Suspected Ebola patient placed at hotel holding US deportees – lawyers

A suspected Ebola patient has been placed in the same facility in Equatorial Guinea where migrants deported from the US are being held, a human rights coalition said on Thursday, warning of potential health risks at the detention center.
The coalition, which includes the Institute for Human Rights and Development in Africa (IHRDA), the Pan African Lawyers Union, EG Justice, Asian Americans Advancing Justice-Atlanta and the Global Strategic Litigation Council, said detainees reported that medical personnel wearing protective equipment brought the suspected patient to the hotel complex in Malabo.
The group said those being held at the facility were not provided with masks, disinfectants or other protective supplies for several days after the patient’s arrival.
The reports come amid an Ebola outbreak in the Democratic Republic of the Congo, where at least 600 people have died.
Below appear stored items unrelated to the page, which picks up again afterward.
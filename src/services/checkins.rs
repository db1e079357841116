// SPDX-License-Identifier: MIT
// Copyright 2026 Roland Dreier <roland@rolandd.dev>

//! Check-in service.
//!
//! Handles the check-in workflow:
//! 1. Make sure the author has a profile
//! 2. Store the check-in
//! 3. Tell friends about public check-ins
//!
//! and the reads behind the feed, map and history views. The history view
//! keeps working from the local cache when the backend is unreachable.

use crate::db::BackendDb;
use crate::error::{AppError, Result};
use crate::middleware::auth::AuthUser;
use crate::models::{
    ActivityType, CheckIn, CheckInDraft, CheckInUpdate, CheckInWithProfile, Coordinate,
    LocalCheckIn, NewCheckIn, ProfileSummary,
};
use crate::services::activity::ActivityService;
use crate::services::cache::LocalStore;
use crate::services::location::DeviceFix;
use crate::services::profiles::ProfileService;
use crate::services::proximity::{within_radius, BoundingBox, Ranked};
use crate::time_utils::format_utc_rfc3339;
use serde::Serialize;
use std::collections::{HashMap, HashSet};
use std::sync::Arc;
use validator::Validate;

/// Default number of the user's own check-ins.
pub const DEFAULT_OWN_LIMIT: u32 = 20;
/// Default number of friends' check-ins.
pub const DEFAULT_FRIENDS_LIMIT: u32 = 10;

/// Check-in history as shown by the check-in page.
#[derive(Debug, Clone, Serialize)]
pub struct CheckInHistory {
    pub check_ins: Vec<LocalCheckIn>,
    /// Served from the local cache because the backend failed
    pub from_cache: bool,
}

/// Result of a check-in from the check-in page.
#[derive(Debug, Clone, Serialize)]
pub struct SavedCheckIn {
    pub check_in: LocalCheckIn,
    /// Stored only in the local cache
    pub saved_locally: bool,
}

#[derive(Clone)]
pub struct CheckInService {
    db: BackendDb,
    profiles: ProfileService,
    activities: ActivityService,
    local: Arc<LocalStore>,
}

impl CheckInService {
    pub fn new(db: BackendDb, local: Arc<LocalStore>) -> Self {
        Self {
            profiles: ProfileService::new(db.clone()),
            activities: ActivityService::new(db.clone()),
            db,
            local,
        }
    }

    /// Check in at the device's current position.
    pub async fn create(&self, user: &AuthUser, draft: CheckInDraft) -> Result<CheckIn> {
        draft.validate()?;
        let at = DeviceFix {
            lat: draft.latitude,
            lng: draft.longitude,
        }
        .require_precise()?;

        self.profiles.ensure_exists(user).await;

        let new = NewCheckIn::from_draft(&user.user_id, draft, at);
        let check_in = self.db.insert_check_in(user, &new).await?;

        tracing::info!(
            user_id = %user.user_id,
            check_in_id = %check_in.id,
            location = %check_in.location_name,
            is_public = check_in.is_public,
            "Check-in created"
        );

        if check_in.is_public {
            let data = serde_json::json!({
                "location_name": check_in.location_name,
                "location_type": check_in.location_type,
                "notes": check_in.notes,
                "check_in_id": check_in.id,
            });
            self.activities
                .fan_out(user, ActivityType::CheckIn, data)
                .await;
        }

        Ok(check_in)
    }

    /// The user's own check-ins, newest first.
    pub async fn own(&self, user: &AuthUser, limit: u32) -> Result<Vec<CheckIn>> {
        self.db.check_ins_for_user(user, &user.user_id, limit).await
    }

    /// Friends' recent public check-ins, newest first.
    pub async fn friends(&self, user: &AuthUser, limit: u32) -> Result<Vec<CheckInWithProfile>> {
        self.db.friends_recent_check_ins(user, limit).await
    }

    /// Public check-ins within `radius_km` of `center`, nearest first.
    pub async fn nearby(
        &self,
        viewer: &AuthUser,
        center: Coordinate,
        radius_km: f64,
        limit: u32,
    ) -> Result<Vec<Ranked<CheckInWithProfile>>> {
        let bbox = BoundingBox::around(center, radius_km);
        let candidates = self.db.public_check_ins_in_box(viewer, &bbox, limit).await?;

        let authors: Vec<String> = candidates
            .iter()
            .map(|c| c.user_id.clone())
            .collect::<HashSet<_>>()
            .into_iter()
            .collect();
        let profiles: HashMap<String, ProfileSummary> = self
            .db
            .get_profiles(viewer, &authors)
            .await?
            .into_iter()
            .map(|p| (p.id.clone(), p.into()))
            .collect();

        let enriched = candidates.into_iter().map(|check_in| {
            let profile = profiles.get(&check_in.user_id).cloned().unwrap_or_default();
            CheckInWithProfile { check_in, profile }
        });

        let nearby = within_radius(center, radius_km, enriched);
        tracing::debug!(
            lat = center.lat,
            lng = center.lng,
            radius_km,
            found = nearby.len(),
            "Nearby check-ins"
        );
        Ok(nearby)
    }

    pub async fn update(&self, user: &AuthUser, id: &str, update: &CheckInUpdate) -> Result<CheckIn> {
        update.validate()?;
        self.db
            .update_check_in(user, id, update)
            .await?
            .ok_or_else(|| AppError::NotFound(format!("Check-in {}", id)))
    }

    pub async fn delete(&self, user: &AuthUser, id: &str) -> Result<()> {
        self.db.delete_check_in(user, id).await?;
        tracing::info!(user_id = %user.user_id, check_in_id = id, "Check-in deleted");
        Ok(())
    }

    // ─── Local Fallback ──────────────────────────────────────────

    async fn cached(&self, user: &AuthUser) -> Vec<LocalCheckIn> {
        match self.local.load_check_ins(&user.user_id).await {
            Ok(check_ins) => check_ins,
            Err(e) => {
                tracing::warn!(user_id = %user.user_id, error = %e, "Ignoring unreadable check-in cache");
                Vec::new()
            }
        }
    }

    async fn remember(&self, user: &AuthUser, check_in: LocalCheckIn) {
        let mut check_ins = self.cached(user).await;
        check_ins.insert(0, check_in);
        if let Err(e) = self.local.save_check_ins(&user.user_id, &check_ins).await {
            tracing::warn!(user_id = %user.user_id, error = %e, "Failed to write check-in cache");
        }
    }

    /// The user's history from the backend, or the local cache if it is unreachable.
    pub async fn load_with_fallback(&self, user: &AuthUser) -> Result<CheckInHistory> {
        match self.own(user, DEFAULT_OWN_LIMIT).await {
            Ok(check_ins) => Ok(CheckInHistory {
                check_ins: check_ins.iter().map(LocalCheckIn::from).collect(),
                from_cache: false,
            }),
            Err(e) if e.is_retryable() => {
                tracing::warn!(user_id = %user.user_id, error = %e, "Loading check-ins from local cache");
                Ok(CheckInHistory {
                    check_ins: self.cached(user).await,
                    from_cache: true,
                })
            }
            Err(e) => Err(e),
        }
    }

    /// Check in, keeping a local copy; falls back to local-only when the
    /// backend is unreachable.
    pub async fn check_in_with_fallback(
        &self,
        user: &AuthUser,
        draft: CheckInDraft,
    ) -> Result<SavedCheckIn> {
        draft.validate()?;
        let at = DeviceFix {
            lat: draft.latitude,
            lng: draft.longitude,
        }
        .require_precise()?;

        let saved = match self.create(user, draft.clone()).await {
            Ok(check_in) => SavedCheckIn {
                check_in: LocalCheckIn::from(&check_in),
                saved_locally: false,
            },
            Err(e) if e.is_retryable() => {
                tracing::warn!(user_id = %user.user_id, error = %e, "Saving check-in locally");
                let now = chrono::Utc::now();
                SavedCheckIn {
                    check_in: LocalCheckIn {
                        id: format!("local-{}", now.timestamp_millis()),
                        name: draft.location_name,
                        kind: draft.location_type,
                        lat: at.lat,
                        lng: at.lng,
                        timestamp: format_utc_rfc3339(now),
                        notes: draft.notes,
                        photo: draft.photo_url,
                        is_public: Some(draft.is_public),
                    },
                    saved_locally: true,
                }
            }
            Err(e) => return Err(e),
        };

        self.remember(user, saved.check_in.clone()).await;
        Ok(saved)
    }
}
“When the government agreed to accept people deported as part of the Trump Administration mass deportation policy, they triggered a duty to safeguard their rights,” Beatrice Njeri, regional litigator for Africa at the Global Strategic Litigation Council said.
The hotel, which AP said is located on a tropical island off Equatorial Guinea’s coast and owned by President Teodoro Obiang Nguema Mbasogo, is currently holding 17 people deported from the US, including nationals of Angola, Jamaica, Mauritania and Ethiopia. The first transfer arrived in November 2025, while the latest group came in June, according to the coalition.
The deportations are part of a removal policy pursued by the administration of President Donald Trump that allows migrants, some of whom the US Homeland Security has labeled “barbaric criminals,” to be sent to countries where they have no ties.
The arrangement has faced legal challenges and criticism from rights groups, including in Ghana, Uganda and Eswatini.
Last week, civil society organization Global Strategic Litigation Council announced a case against Equatorial Guinea before the African Commission on Human and Peoples’ Rights on behalf of 14 deportees transferred from the US. The group accused the Central African nation’s government of receiving $7.5 million from Washington to host the deportees, who it said are at a “real risk of persecution, torture, sexual violence, imprisonment, and death.”
On Thursday, the coalition of human rights lawyers and advocacy groups said its clients in Equatorial Guinea are being held in “arbitrary detention,” adding that the “denial of adequate medical care and possible exposure to highly contagious disease constitute grave violations of international human rights law.”